読売新聞 / 2024年6月15日 15時28分

 今月20日に告示を迎える東京都知事選(7月7日投開票)は、立候補者が過去最多だった前回2020年の22人を大幅に上回ると見込まれている。各地の選挙管理委員会は候補者の選挙ポスターを貼る掲示板の設置を進めているが、担当者はポスターを貼るスペースが不足しないかと気をもんでいる。(神園真由美)

「職員も手分け」

 都内最多の有権者約77万人を抱える世田谷区では10日から、区内897か所でポスター掲示板を据え付ける作業が行われている。作業は告示3日前の17日に完了する予定だが、区選管の担当者の表情はさえない。

 掲示板は縦3列、横16列の枠があり、48枚までポスターを貼ることができる。一方、立候補に必要な書類を確認する都選管の事前審査を終えた人は13日時点で48人。全員が立候補するとは限らないが、告示日に向けて事前審査を受ける人はさらに増える見通しで、掲示板はすでに「満杯」だ。

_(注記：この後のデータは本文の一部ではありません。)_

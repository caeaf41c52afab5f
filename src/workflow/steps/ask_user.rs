//! AskUser step — routes open questions to the human operator.
//!
//! Completing this step is the run's suspension point: it emits no event,
//! so the branch goes quiescent and the engine reports the run suspended.

use std::sync::Arc;

use async_trait::async_trait;

use crate::error::WorkflowError;
use crate::notify::UserMessenger;
use crate::workflow::engine::{EventSink, StepInput, WorkflowStep};
use crate::workflow::events::EventData;
use crate::workflow::graph::StepId;
use crate::workflow::types::ThreadsCollection;

pub struct AskUserStep {
    messenger: Arc<UserMessenger>,
    pub threads: Option<ThreadsCollection>,
}

impl AskUserStep {
    pub fn new(messenger: Arc<UserMessenger>, threads: Option<ThreadsCollection>) -> Self {
        Self { messenger, threads }
    }
}

#[async_trait]
impl WorkflowStep for AskUserStep {
    fn id(&self) -> StepId {
        StepId::AskUser
    }

    async fn invoke(
        &mut self,
        function: &str,
        input: StepInput,
        _sink: &mut EventSink,
    ) -> Result<(), WorkflowError> {
        match (function, input) {
            ("init", StepInput::Event(EventData::Setup(setup))) => {
                self.threads = Some(setup.threads);
                Ok(())
            }
            ("execute", StepInput::Event(EventData::Questions(unanswered))) => {
                self.messenger
                    .ask_user_to_answer_questions(&unanswered)
                    .await
                    .map_err(WorkflowError::from)
            }
            ("execute", other) => Err(WorkflowError::UnexpectedInput {
                step: "ask_user".into(),
                function: "execute".into(),
                reason: format!("expected a questions payload, got {other:?}"),
            }),
            (other, _) => Err(WorkflowError::UnknownFunction {
                step: "ask_user".into(),
                function: other.into(),
            }),
        }
    }
}
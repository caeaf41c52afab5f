//! Operator messaging — the human side of the workflow.
//!
//! `UserMessenger` owns the conversation-store bookkeeping for two flows:
//! queueing unanswered questions for the operator (the AskUser step) and
//! driving the operator's own support chat. The actual transport (Teams,
//! Slack, a dashboard socket) sits behind [`OperatorChannel`] and is out of
//! scope here.

use std::sync::Arc;

use async_trait::async_trait;
use futures::StreamExt;
use tracing::{info, warn};

use crate::answerer::{AgentCache, AgentRole, Answerer};
use crate::error::{StoreError, WorkflowError};
use crate::stores::{ConversationState, ConversationStore};
use crate::workflow::types::QuestionAnswer;

/// Conversation reference used when no operator chat has registered yet.
const FALLBACK_CONVERSATION: &str = "default-operator";

/// Delivers a message into an operator's conversation channel.
#[async_trait]
pub trait OperatorChannel: Send + Sync {
    async fn deliver(&self, conversation_reference: &str, text: &str);
}

/// Default channel: log the outbound message. Deployments plug in a real
/// transport.
#[derive(Debug, Default)]
pub struct TracingOperatorChannel;

#[async_trait]
impl OperatorChannel for TracingOperatorChannel {
    async fn deliver(&self, conversation_reference: &str, text: &str) {
        info!(conversation = conversation_reference, %text, "Operator notification");
    }
}

/// Appends pending questions to the operator's backlog, pings them, and
/// drives their support chat.
pub struct UserMessenger {
    store: Arc<dyn ConversationStore>,
    channel: Arc<dyn OperatorChannel>,
    answerer: Arc<dyn Answerer>,
    agents: Arc<AgentCache>,
}

impl UserMessenger {
    pub fn new(
        store: Arc<dyn ConversationStore>,
        channel: Arc<dyn OperatorChannel>,
        answerer: Arc<dyn Answerer>,
        agents: Arc<AgentCache>,
    ) -> Self {
        Self {
            store,
            channel,
            answerer,
            agents,
        }
    }

    /// Queue `questions` for the default operator and notify their channel.
    ///
    /// The backlog accumulates across calls: previously pending entries are
    /// never dropped. When no operator conversation exists yet, a fallback
    /// record is created so the questions are not lost.
    pub async fn ask_user_to_answer_questions(
        &self,
        questions: &[QuestionAnswer],
    ) -> Result<(), StoreError> {
        let mut state = match self.store.get_default().await? {
            Some(state) => state,
            None => {
                warn!("No operator conversation registered; using fallback record");
                ConversationState::new(FALLBACK_CONVERSATION)
            }
        };

        state
            .pending_question_answers
            .extend(questions.iter().cloned());

        let key = state.conversation_reference.clone();
        let pending = state.pending_question_answers.len();
        self.store.save(&key, state).await?;

        info!(
            conversation = %key,
            new = questions.len(),
            pending,
            "Questions queued for operator"
        );

        self.channel
            .deliver(&key, &format_question_prompt(questions))
            .await;
        Ok(())
    }

    /// Drive one turn of the operator's support chat.
    ///
    /// Lazily opens the conversation's thread on first use, streams the
    /// support agent's answer, and persists the updated conversation record.
    pub async fn handle_user_message(
        &self,
        conversation_id: &str,
        text: &str,
    ) -> Result<String, WorkflowError> {
        let mut state = self.store.get(conversation_id).await?;
        let agent = self.agents.resolve(AgentRole::Support).await?;

        let thread_id = match &state.thread_id {
            Some(id) => id.clone(),
            None => {
                let id = self.answerer.create_thread().await?;
                state.thread_id = Some(id.clone());
                id
            }
        };

        let mut stream = self.answerer.invoke(&agent.id, &thread_id, text).await?;
        let mut response = String::new();
        while let Some(chunk) = stream.next().await {
            response.push_str(&chunk?);
        }

        state.conversation_reference = conversation_id.to_string();
        self.store.save(conversation_id, state).await?;
        Ok(response)
    }
}

/// Render the questions as an operator-facing prompt.
fn format_question_prompt(questions: &[QuestionAnswer]) -> String {
    let mut text = String::from(
        "The assistant needs your help answering these customer questions:\n",
    );
    for qa in questions {
        text.push_str(&format!(
            "- [{}/{}] {}\n",
            qa.email_id, qa.question_id, qa.question
        ));
    }
    text.push_str("Reply with one line per answer: [email-id/question-id] your answer");
    text
}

 候補者が想定の48人を超えれば、枠を確保するため、掲示板を継ぎ足す必要がある。区選管ではあらかじめ、掲示板の下部に継ぎ足せる分のスペースを確保しており、いざという時に備え、設置業者と増設に向けた打ち合わせを始めている。

 ただ告示まで1週間を切り、職員からは「安価で大量に入手しやすいプラスチック板を購入し、職員も手分けして備え付けないと間に合わない」と悲痛な声も聞かれる。区選管事務局の織田健一次長は「掲示板は公平な選挙活動に必須だ。48人を超える事態になっても、候補者の考えが有権者に伝わるように一刻も早く作業を完了させる」と話す。

費用膨らむ

 候補者の氏名や写真が載る選挙ポスターは、有権者が投票先を決める判断材料となる。公職選挙法は、国政選と知事選で選挙ポスター掲示板を設けることを区市町村選管に義務づけている。都知事選を管理する都選管は昨年秋頃、前回選と同じ30人分のポスターが貼れる掲示板を計約1万4200か所に設置するよう都内の各区市町村選管に指示した。

 今年春には、立候補者が大幅に増えると見込まれることから、48人分に拡大するよう指示を改めた。設置数が528か所に上る杉並区は当初、設置費用を約2800万円と見積もっていたが、掲示板の大型化に伴い、約3300万円に増額した。区選管の担当者は「さらに継ぎ足すことになれば、いくらまで費用が膨らむのだろうか」と不安を隠せない。

 ほかの自治体と異なる大きさの掲示板を設置すると選挙の公平性を担保できなくなる恐れがあり、区市町村選管が独自の判断で、スペースを広げることは難しいという。ある選管からは「早めに掲示板を増設したいから、都選管から指示が出るといいのだが……」との恨み節も聞こえる。都選管は取材に「状況を見ながら対応したい。現時点では何も決まっていない」と答えるにとどまる。

立候補突出

 都知事選は1947年以降、2020年までに21回行われた。立候補者数の平均は12・3人で、最少だったのは、石原慎太郎氏が再選した2003年の5人。12年以降は右肩上がりに増え続け、小池百合子氏が初当選した16年は21人、前回20年は22人が立候補し、2回連続で過去最多を更新した。

 東京都に次ぐ770万人の有権者を擁する神奈川県は1947年以降、県知事選が20回実施され、立候補者数の平均は3・4人で、最多が03年の7人だった。大阪府知事選の候補者数は平均4・1人で、最多が1975年と99年の9人だった。一騎打ちは神奈川県で6回、大阪府で5回あったが、東京都はなし。都知事選の候補者数が突出して多いことがわかる。

 都政に詳しい元都副知事の青山●・明治大名誉教授は、都知事選の候補者が増えている理由について、石原氏が2012年に任期途中で知事を辞職し、都知事選が統一地方選から外れたことを挙げる。「有権者約1100万人の首都・東京のトップを選ぶ都知事選は、他の知事選と比較にならないほど注目度が高い。何百もの自治体が一斉に選挙を行う統一地方選から外れ、単独で行われるようになってから、さらに関心が集まるようになった」と分析する。